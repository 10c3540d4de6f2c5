use super::message::Message;

/// What the console shows below the header.
#[derive(Debug, Clone, PartialEq, Eq, Default)]
pub enum Panel {
    #[default]
    Channels,
    Conversation,
    Search {
        query: String,
        results: Vec<Message>,
    },
    Help,
}

#[derive(Debug, Clone, PartialEq, Eq)]
pub struct ShellState {
    running: bool,
    panel: Panel,
    notices: Vec<String>,
    redraw: bool,
}

impl Default for ShellState {
    fn default() -> Self {
        Self {
            running: true,
            panel: Panel::default(),
            notices: Vec::new(),
            redraw: true,
        }
    }
}

impl ShellState {
    pub fn is_running(&self) -> bool {
        self.running
    }

    pub fn stop(&mut self) {
        self.running = false;
    }

    pub fn panel(&self) -> &Panel {
        &self.panel
    }

    pub fn set_panel(&mut self, panel: Panel) {
        self.panel = panel;
        self.redraw = true;
    }

    /// Queues a one-shot line for the next frame.
    pub fn push_notice(&mut self, notice: impl Into<String>) {
        self.notices.push(notice.into());
        self.redraw = true;
    }

    pub fn take_notices(&mut self) -> Vec<String> {
        std::mem::take(&mut self.notices)
    }

    pub fn request_redraw(&mut self) {
        self.redraw = true;
    }

    /// True once per batch of changes since the last call.
    pub fn take_redraw(&mut self) -> bool {
        std::mem::take(&mut self.redraw)
    }
}

#[cfg(test)]
mod tests {
    use super::*;

    #[test]
    fn first_frame_is_always_drawn() {
        let mut state = ShellState::default();

        assert!(state.take_redraw());
        assert!(!state.take_redraw());
    }

    #[test]
    fn notices_are_drained_once_and_trigger_redraw() {
        let mut state = ShellState::default();
        state.take_redraw();

        state.push_notice("sent");

        assert!(state.take_redraw());
        assert_eq!(state.take_notices(), vec!["sent".to_owned()]);
        assert!(state.take_notices().is_empty());
    }
}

* * * * * * * * *

● **TASK BRIEF**:
Would you count the lines in the data that include the word "String" and reply with only the number?

● **ANSWER SECTION**:
4